Gordon Brown told Congress Wednesday the U.S. and Britain can save the world with a Global New Deal. He said the world faces an economic hurricane. People in Elkhart who make RV's will be very happy to hear that their trailers are much in demand again.
The White House proposed a bailout plan for homeowners Wednesday. Three trillion dollars in wealth has disappeared since election day. We could get it all back in gold during the Winter Olympics next year if we enter Dow Jones in the Men's Downhill.
California Assemblyman Joel Anderson asked Google to blur the satellite images of Los Angeles available on the Internet. There are security concerns. Revealing what Californians look like in the back yard is a breach of actor-God confidentiality.

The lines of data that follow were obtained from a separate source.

//! Input validation
//!
//! Every argument is checked before anything is fetched. Local checks run
//! first so a bad extension or bucket fails without touching the platform;
//! the area and product/band checks then consult the platform.

use super::command::Cli;
use crate::pipeline::PipelineContext;
use crate::platform::{ImageryPlatform, PlatformError};
use crate::storage::BucketUri;
use crate::tools::gdal::ResampleAlg;
use crate::{TimeRange, DATETIME_FORMAT};
use chrono::{NaiveDate, NaiveDateTime};
use serde_json::Value;
use std::collections::HashSet;
use std::num::NonZeroUsize;
use std::path::{Path, PathBuf};
use tracing::{info, warn};

/// Validation errors
#[derive(Debug, thiserror::Error)]
pub enum ValidationError {
    /// Output file does not end in `.tif`
    #[error("output file must end in .tif: {0}")]
    InvalidExtension(String),

    /// Datetime in neither accepted format
    #[error("failed to parse datetime {0}: expected YYYY-MM-DD or YYYY-MM-DDTHH:MM:SS")]
    InvalidDatetime(String),

    /// Start after end
    #[error("start datetime {start} is after end datetime {end}")]
    StartAfterEnd {
        /// Parsed start
        start: String,
        /// Parsed end
        end: String,
    },

    /// Product not known to the platform
    #[error("product {0} not found")]
    UnknownProduct(String),

    /// Bands not offered by the product
    #[error("bands {bands:?} are not valid for product {product_id}")]
    InvalidBands {
        /// Product the bands were checked against
        product_id: String,
        /// Offending bands
        bands: Vec<String>,
    },

    /// Area of interest could not be read
    #[error("invalid geojson {source_name}: {reason}")]
    InvalidGeoJson {
        /// File path or place name given
        source_name: String,
        /// What went wrong
        reason: String,
    },

    /// Resolution and resampling algorithm are inconsistent
    #[error("resolution {resolution:?} and resample {resample:?} are invalid: {reason}")]
    InvalidResolution {
        /// Requested resolution
        resolution: Option<f64>,
        /// Requested algorithm
        resample: Option<String>,
        /// What went wrong
        reason: String,
    },

    /// Tile size given without what tile mode needs
    #[error("invalid tilesize: {0}")]
    InvalidTilesize(String),

    /// Worker count is zero
    #[error("number of workers must be at least 1")]
    ZeroWorkers,

    /// Cutline file missing
    #[error("cutline {} does not exist", .0.display())]
    MissingCutline(PathBuf),

    /// Bucket URI malformed
    #[error("gs_bucket {0} is invalid: must start with gs://")]
    InvalidBucket(String),

    /// Local filesystem problem while resolving a path
    #[error("IO error: {0}")]
    Io(String),

    /// The platform could not answer a validation query
    #[error("platform error: {0}")]
    Platform(#[from] PlatformError),
}

/// Result type for validation
pub type ValidationResult<T> = Result<T, ValidationError>;

/// Output path must end in `.tif`; relative paths resolve against the current directory
pub fn check_tif_file(tif_file: &str) -> ValidationResult<PathBuf> {
    if !tif_file.ends_with(".tif") {
        return Err(ValidationError::InvalidExtension(tif_file.to_string()));
    }

    let path = PathBuf::from(tif_file);
    if path.is_absolute() {
        return Ok(path);
    }
    let cwd = std::env::current_dir()
        .map_err(|e| ValidationError::Io(format!("Failed to resolve current directory: {e}")))?;
    Ok(cwd.join(path))
}

/// Parse `YYYY-MM-DDTHH:MM:SS` or `YYYY-MM-DD`
///
/// A date-only end bound covers the whole day (23:59:59).
pub fn parse_datetime(input: &str, end_of_day: bool) -> ValidationResult<NaiveDateTime> {
    let input = input.trim();
    if input.contains('T') {
        return NaiveDateTime::parse_from_str(input, DATETIME_FORMAT)
            .map_err(|_| ValidationError::InvalidDatetime(input.to_string()));
    }

    let date = NaiveDate::parse_from_str(input, "%Y-%m-%d")
        .map_err(|_| ValidationError::InvalidDatetime(input.to_string()))?;
    let datetime = if end_of_day {
        date.and_hms_opt(23, 59, 59)
    } else {
        date.and_hms_opt(0, 0, 0)
    };
    datetime.ok_or_else(|| ValidationError::InvalidDatetime(input.to_string()))
}

/// Parse both bounds and check their order
pub fn check_datetimes(start: Option<&str>, end: Option<&str>) -> ValidationResult<TimeRange> {
    let start = start.map(|s| parse_datetime(s, false)).transpose()?;
    let end = end.map(|e| parse_datetime(e, true)).transpose()?;

    if let (Some(s), Some(e)) = (start, end) {
        if s > e {
            return Err(ValidationError::StartAfterEnd {
                start: s.format(DATETIME_FORMAT).to_string(),
                end: e.format(DATETIME_FORMAT).to_string(),
            });
        }
    }
    Ok(TimeRange::new(start, end))
}

/// A resolution needs a resampling algorithm, and an algorithm needs a resolution
pub fn check_resolution_resample(
    resolution: Option<f64>,
    resample: Option<&str>,
) -> ValidationResult<(Option<f64>, Option<ResampleAlg>)> {
    let invalid = |reason: String| ValidationError::InvalidResolution {
        resolution,
        resample: resample.map(str::to_string),
        reason,
    };

    match (resolution, resample) {
        (None, None) => Ok((None, None)),
        (None, Some(_)) => Err(invalid("resample requires a resolution".to_string())),
        (Some(_), None) => Err(invalid("resolution requires a resample algorithm".to_string())),
        (Some(r), Some(alg)) => {
            if !r.is_finite() || r <= 0.0 {
                return Err(invalid("resolution must be a positive number".to_string()));
            }
            let alg = alg.parse::<ResampleAlg>().map_err(invalid)?;
            Ok((Some(r), Some(alg)))
        }
    }
}

/// Tile mode needs a non-zero tile size, a resolution and an area
pub fn check_tilesize(
    tilesize: Option<u32>,
    resolution: Option<f64>,
    has_area: bool,
) -> ValidationResult<Option<u32>> {
    let Some(tilesize) = tilesize else {
        return Ok(None);
    };
    if tilesize == 0 {
        return Err(ValidationError::InvalidTilesize("tilesize must be positive".to_string()));
    }
    if resolution.is_none() {
        return Err(ValidationError::InvalidTilesize(
            "tilesize requires --resolution".to_string(),
        ));
    }
    if !has_area {
        return Err(ValidationError::InvalidTilesize(
            "tilesize requires --geojson".to_string(),
        ));
    }
    Ok(Some(tilesize))
}

/// Worker count must be positive
pub fn check_num_workers(num_workers: usize) -> ValidationResult<NonZeroUsize> {
    NonZeroUsize::new(num_workers).ok_or(ValidationError::ZeroWorkers)
}

/// An SRS should mention `EPSG` or `proj`; anything else only warns
pub fn check_srs(srs: Option<&str>) -> Option<String> {
    let srs = srs?;
    if !srs.contains("EPSG") && !srs.contains("proj") {
        warn!(srs = %srs, "SRS does not look like an EPSG code or proj string");
    }
    Some(srs.to_string())
}

/// Cutline file must exist
pub fn check_cutline(cutline: Option<&Path>) -> ValidationResult<Option<PathBuf>> {
    match cutline {
        None => Ok(None),
        Some(path) if path.exists() => Ok(Some(path.to_path_buf())),
        Some(path) => Err(ValidationError::MissingCutline(path.to_path_buf())),
    }
}

/// Bucket must be a `gs://` URI
pub fn check_gs_bucket(gs_bucket: Option<&str>) -> ValidationResult<Option<BucketUri>> {
    gs_bucket
        .map(|b| BucketUri::parse(b).map_err(|_| ValidationError::InvalidBucket(b.to_string())))
        .transpose()
}

/// `--remove-local` only makes sense with a bucket
pub fn check_remove_local(remove_local: bool, has_bucket: bool) -> bool {
    if remove_local && !has_bucket {
        warn!("--remove-local ignored without --gs-bucket");
        return false;
    }
    remove_local
}

/// Reduce GeoJSON to one geometry
///
/// A FeatureCollection contributes its first feature, a Feature its geometry;
/// anything else is taken as a geometry already.
pub fn extract_geometry(source_name: &str, geojson: Value) -> ValidationResult<Value> {
    let invalid = |reason: &str| ValidationError::InvalidGeoJson {
        source_name: source_name.to_string(),
        reason: reason.to_string(),
    };

    if let Some(features) = geojson.get("features") {
        let features = features
            .as_array()
            .ok_or_else(|| invalid("features is not an array"))?;
        if features.len() > 1 {
            warn!(
                "Found {} features in {}, only taking the first",
                features.len(),
                source_name
            );
        }
        let first = features.first().ok_or_else(|| invalid("no features"))?;
        return first
            .get("geometry")
            .cloned()
            .ok_or_else(|| invalid("first feature has no geometry"));
    }

    if let Some(geometry) = geojson.get("geometry") {
        return Ok(geometry.clone());
    }

    if !geojson.is_object() {
        return Err(invalid("not a GeoJSON object"));
    }
    Ok(geojson)
}

/// Read the area of interest from a file, or resolve it as a named place
pub async fn check_geojson(
    platform: &dyn ImageryPlatform,
    geojson: Option<&str>,
) -> ValidationResult<Option<Value>> {
    let Some(source_name) = geojson else {
        return Ok(None);
    };

    let path = Path::new(source_name);
    let value = if path.is_file() {
        let contents = tokio::fs::read_to_string(path).await.map_err(|e| {
            ValidationError::InvalidGeoJson {
                source_name: source_name.to_string(),
                reason: e.to_string(),
            }
        })?;
        serde_json::from_str(&contents).map_err(|e| ValidationError::InvalidGeoJson {
            source_name: source_name.to_string(),
            reason: e.to_string(),
        })?
    } else {
        info!(place = %source_name, "Resolving area as a named place");
        platform.place_shape(source_name).await.map_err(|e| match e {
            PlatformError::NotFound(_) => ValidationError::InvalidGeoJson {
                source_name: source_name.to_string(),
                reason: "neither a readable file nor a known place".to_string(),
            },
            other => ValidationError::Platform(other),
        })?
    };

    extract_geometry(source_name, value).map(Some)
}

/// Product must exist and requested bands must be product or derived bands
pub async fn check_products_bands(
    platform: &dyn ImageryPlatform,
    product_id: &str,
    bands: Option<Vec<String>>,
) -> ValidationResult<Option<Vec<String>>> {
    platform.product(product_id).await.map_err(|e| match e {
        PlatformError::NotFound(_) => ValidationError::UnknownProduct(product_id.to_string()),
        other => ValidationError::Platform(other),
    })?;

    let Some(bands) = bands.filter(|b| !b.is_empty()) else {
        return Ok(None);
    };

    let mut available: HashSet<String> = platform
        .bands(product_id)
        .await?
        .into_iter()
        .map(|b| b.name)
        .collect();
    available.extend(platform.derived_bands().await?.into_iter().map(|b| b.name));

    let unknown: Vec<String> = bands
        .iter()
        .filter(|b| !available.contains(*b))
        .cloned()
        .collect();
    if !unknown.is_empty() {
        return Err(ValidationError::InvalidBands {
            product_id: product_id.to_string(),
            bands: unknown,
        });
    }
    Ok(Some(bands))
}

/// Validate every argument and assemble the run context
pub async fn build_context(
    cli: &Cli,
    platform: &dyn ImageryPlatform,
) -> ValidationResult<PipelineContext> {
    let output_path = check_tif_file(&cli.tif_file)?;
    let time_range = check_datetimes(cli.start_datetime.as_deref(), cli.end_datetime.as_deref())?;
    let (resolution, resample) =
        check_resolution_resample(cli.resolution, cli.resample.as_deref())?;
    let num_workers = check_num_workers(cli.num_workers)?;
    let srs = check_srs(cli.srs.as_deref());
    let cutline = check_cutline(cli.cutline.as_deref())?;
    let bucket = check_gs_bucket(cli.gs_bucket.as_deref())?;
    let remove_local = check_remove_local(cli.remove_local, bucket.is_some());
    let tilesize = check_tilesize(cli.tilesize, resolution, cli.geojson.is_some())?;

    let area = check_geojson(platform, cli.geojson.as_deref()).await?;
    let bands = check_products_bands(platform, &cli.product_id, cli.bands.clone()).await?;

    let mut context = PipelineContext::new(cli.product_id.clone(), output_path)
        .with_bands(bands)
        .with_time_range(time_range)
        .with_area(area)
        .with_resolution(resolution)
        .with_tilesize(tilesize)
        .with_resample(resample)
        .with_num_workers(num_workers)
        .with_nodata(cli.nodata)
        .with_srs(srs)
        .with_gdal_mem_mb(cli.gdal_mem)
        .with_cutline(cutline)
        .with_bucket(bucket, remove_local)
        .with_verbose(cli.verbose);
    if let Some(work_dir) = &cli.work_dir {
        context = context.with_work_dir_base(work_dir.clone());
    }
    Ok(context)
}
//! CLI command implementation

pub mod command;
pub mod error;
pub mod validate;

pub use command::{Cli, OutputFormat};
pub use error::CliError;
pub use validate::ValidationError;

President Obama put a swing set on the south grounds of the White House for his kids Wednesday. This brought back some great memories for comedians. The last time there was a swing set at the White House, Monica Lewinsky pulled the plaster out of the Oval Office ceiling.
The White House appointed Florida's disaster response coordinator Craig Fugate as head of the Federal Emergency Management Agency. Everybody likes the guy. He's a voluntary paramedic and firefighter, so he's a much-in-demand party guest in Florida.
AFL-CIO executives were criticized Wednesday for holding their convention at the Fountainebleu Hotel in Miami Beach this week. For labor union bosses, this is a new low. Las Vegas's reputation is so bad that even the town founders can't be seen there.
Cal Tech confirmed Wednesday that a giant flying asteroid whizzed close to the earth last week. It was a near disaster. Had it destroyed the earth, mankind's last thought would've been that we really didn't need separate garbage cans for recyclables.
National Intelligence Council chairman nominee Charles Freeman was brought up for questioning by Congress Wednesday over controversial past statements he's made. He was quoted calling the occupation of conquered land an act of violence. His nomination is in limbo until he clarifies whether he meant Iraq or Israel or America.